América Latina está cambiando. Las democracias tardías comienzan —con matices— a consolidarse. El miedo a tropezar con experiencias dictatoriales como el chavismo y el castrismo ha sido un antídoto poderoso. Pero más aún lo ha sido el testimonio vivo de millones de venezolanos que, escapando del régimen socialista de Maduro, dejaron atrás todo en busca de valores democráticos. Su exilio, disperso por países de izquierda y de derecha, se convirtió en una lección colectiva: cuando se sacrifica en nombre del pueblo, lo que desaparece es el pueblo mismo.
Aunque el dato no mate el relato —como repiten las cuentas tecnocráticas y conservadoras—, los datos son evidentes. En apenas dos décadas, América Latina casi ha duplicado su riqueza, la pobreza se ha reducido a la mitad y la región comienza a recuperar relevancia geopolítica. Mientras Europa envejece, pierde capacidad productiva y enfrenta una crisis migratoria sin precedentes, nosotros conservamos algo que allá se agota: vitalidad y juventud. Dos condiciones esenciales cuando se piensa en desarrollo e inversión. La lógica es sencilla: las grandes empresas proyectan a largo plazo, y ningún inversor serio destina capital a sociedades que ya padecen un déficit vital —más muertes que nacimientos— o están al borde de enfrentarlo. Es así que América Latina sigue siendo una promesa demográfica, una reserva de vitalidad para Occidente.
Sin embargo, el potencial demográfico y económico de nuestra región, así como el fortalecimiento de los valores democráticos, convive aún con la tentación autoritaria. Las viejas brisas bolivarianas siguen soplando, aunque cada vez con menos fuerza.
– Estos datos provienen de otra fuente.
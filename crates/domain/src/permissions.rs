use std::str::FromStr;

use clinica_core::AppError;
use serde::{Deserialize, Serialize};

/// Fine-grained capability flags attached to a user.
///
/// Only consulted for [`crate::Role::Outro`]. Persisted as a flat object with
/// exactly these eight camelCase boolean fields.
#[derive(Debug, Clone, Copy, Default, PartialEq, Eq, Hash, Serialize, Deserialize)]
#[serde(rename_all = "camelCase")]
pub struct GranularPermissions {
    /// Create, modify and delete appointments of any professional.
    pub agenda_edicao: bool,
    /// View the shared agenda of every professional.
    pub agenda_visualizacao: bool,
    /// View and manage patient debt records.
    pub financeiro_debitos_pacientes: bool,
    /// Financial visibility limited to the holder's own entries.
    pub financeiro_apenas_proprios: bool,
    /// Full financial visibility, including reports and commissions.
    pub financeiro_acesso_completo: bool,
    /// Practitioners management area.
    pub menu_profissionais: bool,
    /// Clients and patients management area.
    pub menu_clientes: bool,
    /// Services catalog area.
    pub menu_servicos: bool,
}

/// Returns a fresh permission record with every flag disabled.
#[must_use]
pub fn create_default_permissions() -> GranularPermissions {
    GranularPermissions::default()
}

impl GranularPermissions {
    /// Returns the value of one flag.
    #[must_use]
    pub fn flag(&self, flag: PermissionFlag) -> bool {
        match flag {
            PermissionFlag::AgendaEdicao => self.agenda_edicao,
            PermissionFlag::AgendaVisualizacao => self.agenda_visualizacao,
            PermissionFlag::FinanceiroDebitosPacientes => self.financeiro_debitos_pacientes,
            PermissionFlag::FinanceiroApenasProprios => self.financeiro_apenas_proprios,
            PermissionFlag::FinanceiroAcessoCompleto => self.financeiro_acesso_completo,
            PermissionFlag::MenuProfissionais => self.menu_profissionais,
            PermissionFlag::MenuClientes => self.menu_clientes,
            PermissionFlag::MenuServicos => self.menu_servicos,
        }
    }

    /// Sets one flag.
    pub fn set_flag(&mut self, flag: PermissionFlag, value: bool) {
        let slot = match flag {
            PermissionFlag::AgendaEdicao => &mut self.agenda_edicao,
            PermissionFlag::AgendaVisualizacao => &mut self.agenda_visualizacao,
            PermissionFlag::FinanceiroDebitosPacientes => &mut self.financeiro_debitos_pacientes,
            PermissionFlag::FinanceiroApenasProprios => &mut self.financeiro_apenas_proprios,
            PermissionFlag::FinanceiroAcessoCompleto => &mut self.financeiro_acesso_completo,
            PermissionFlag::MenuProfissionais => &mut self.menu_profissionais,
            PermissionFlag::MenuClientes => &mut self.menu_clientes,
            PermissionFlag::MenuServicos => &mut self.menu_servicos,
        };
        *slot = value;
    }

    /// Returns a copy with one flag set.
    #[must_use]
    pub fn with_flag(mut self, flag: PermissionFlag, value: bool) -> Self {
        self.set_flag(flag, value);
        self
    }

    /// Returns the enabled flags in declaration order.
    pub fn granted_flags(&self) -> impl Iterator<Item = PermissionFlag> + '_ {
        PermissionFlag::all()
            .iter()
            .copied()
            .filter(|flag| self.flag(*flag))
    }

    /// Applies a financial scope choice the way the permissions editor does.
    ///
    /// Enabling one scope clears the other; disabling only clears the chosen
    /// one. Evaluation never relies on this: stored records may still carry
    /// both scopes.
    pub fn set_financial_scope(&mut self, scope: FinancialScope, enabled: bool) {
        let (chosen, other) = match scope {
            FinancialScope::OwnEntries => (
                PermissionFlag::FinanceiroApenasProprios,
                PermissionFlag::FinanceiroAcessoCompleto,
            ),
            FinancialScope::Full => (
                PermissionFlag::FinanceiroAcessoCompleto,
                PermissionFlag::FinanceiroApenasProprios,
            ),
        };

        self.set_flag(chosen, enabled);
        if enabled {
            self.set_flag(other, false);
        }
    }
}

/// Financial visibility scopes offered by the permissions editor.
#[derive(Debug, Clone, Copy, PartialEq, Eq)]
pub enum FinancialScope {
    /// Only the holder's own financial entries.
    OwnEntries,
    /// Every financial entry of the tenant.
    Full,
}

/// Section a flag is listed under in the permissions editor.
#[derive(Debug, Clone, Copy, PartialEq, Eq, Hash, Serialize, Deserialize)]
#[serde(rename_all = "snake_case")]
pub enum PermissionGroup {
    /// Appointment scheduling.
    Agenda,
    /// Financial records.
    Financeiro,
    /// Management menus.
    Menus,
}

impl PermissionGroup {
    /// Returns the section title.
    #[must_use]
    pub fn label(&self) -> &'static str {
        match self {
            Self::Agenda => "Agenda",
            Self::Financeiro => "Financeiro",
            Self::Menus => "Menus",
        }
    }
}

/// Name of a single granular permission flag.
#[derive(Debug, Clone, Copy, PartialEq, Eq, Hash, Serialize, Deserialize)]
pub enum PermissionFlag {
    /// `agendaEdicao`.
    #[serde(rename = "agendaEdicao")]
    AgendaEdicao,
    /// `agendaVisualizacao`.
    #[serde(rename = "agendaVisualizacao")]
    AgendaVisualizacao,
    /// `financeiroDebitosPacientes`.
    #[serde(rename = "financeiroDebitosPacientes")]
    FinanceiroDebitosPacientes,
    /// `financeiroApenasProprios`.
    #[serde(rename = "financeiroApenasProprios")]
    FinanceiroApenasProprios,
    /// `financeiroAcessoCompleto`.
    #[serde(rename = "financeiroAcessoCompleto")]
    FinanceiroAcessoCompleto,
    /// `menuProfissionais`.
    #[serde(rename = "menuProfissionais")]
    MenuProfissionais,
    /// `menuClientes`.
    #[serde(rename = "menuClientes")]
    MenuClientes,
    /// `menuServicos`.
    #[serde(rename = "menuServicos")]
    MenuServicos,
}

impl PermissionFlag {
    /// Returns the persisted field name of this flag.
    #[must_use]
    pub fn as_str(&self) -> &'static str {
        match self {
            Self::AgendaEdicao => "agendaEdicao",
            Self::AgendaVisualizacao => "agendaVisualizacao",
            Self::FinanceiroDebitosPacientes => "financeiroDebitosPacientes",
            Self::FinanceiroApenasProprios => "financeiroApenasProprios",
            Self::FinanceiroAcessoCompleto => "financeiroAcessoCompleto",
            Self::MenuProfissionais => "menuProfissionais",
            Self::MenuClientes => "menuClientes",
            Self::MenuServicos => "menuServicos",
        }
    }

    /// Returns the checkbox label used by the permissions editor.
    #[must_use]
    pub fn label(&self) -> &'static str {
        match self {
            Self::AgendaEdicao => "Edição de agendamentos",
            Self::AgendaVisualizacao => "Visualização da agenda",
            Self::FinanceiroDebitosPacientes => "Débitos de pacientes",
            Self::FinanceiroApenasProprios => "Apenas lançamentos próprios",
            Self::FinanceiroAcessoCompleto => "Acesso completo ao financeiro",
            Self::MenuProfissionais => "Profissionais",
            Self::MenuClientes => "Clientes",
            Self::MenuServicos => "Serviços",
        }
    }

    /// Returns the editor section of this flag.
    #[must_use]
    pub fn group(&self) -> PermissionGroup {
        match self {
            Self::AgendaEdicao | Self::AgendaVisualizacao => PermissionGroup::Agenda,
            Self::FinanceiroDebitosPacientes
            | Self::FinanceiroApenasProprios
            | Self::FinanceiroAcessoCompleto => PermissionGroup::Financeiro,
            Self::MenuProfissionais | Self::MenuClientes | Self::MenuServicos => {
                PermissionGroup::Menus
            }
        }
    }

    /// Returns all flags in declaration order.
    #[must_use]
    pub fn all() -> &'static [Self] {
        const ALL: &[PermissionFlag] = &[
            PermissionFlag::AgendaEdicao,
            PermissionFlag::AgendaVisualizacao,
            PermissionFlag::FinanceiroDebitosPacientes,
            PermissionFlag::FinanceiroApenasProprios,
            PermissionFlag::FinanceiroAcessoCompleto,
            PermissionFlag::MenuProfissionais,
            PermissionFlag::MenuClientes,
            PermissionFlag::MenuServicos,
        ];

        ALL
    }
}

impl FromStr for PermissionFlag {
    type Err = AppError;

    fn from_str(value: &str) -> Result<Self, Self::Err> {
        Self::all()
            .iter()
            .copied()
            .find(|flag| flag.as_str() == value)
            .ok_or_else(|| AppError::Validation(format!("unknown permission flag '{value}'")))
    }
}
En Venezuela, Maduro sostiene una dictadura que sobrevive a punta de represión y hambre; en Colombia, Gustavo Petro logró convencer a buena parte del país de que un modelo que castiga la inversión, ataca el desarrollo y polariza a la sociedad es preferible al de la libertad económica. Ambos representan el anacrónico sueño disfuncional de construir una “Patria Grande” como la que alguna vez imaginaron Chávez, Evo, los Kirchner y hasta Lula.
Pero el viento empieza a soplar en otra dirección. Países como Argentina le dieron un golpe al populismo. Rompieron con la retórica de la igualdad que justificó la decadencia, el desgobierno y el estancamiento. La reemplazaron por una lógica de resultados: el voto premia o castiga hechos, no discursos. Y son las nuevas generaciones en las que más cala este cambio: que el progreso no se decreta, se construye.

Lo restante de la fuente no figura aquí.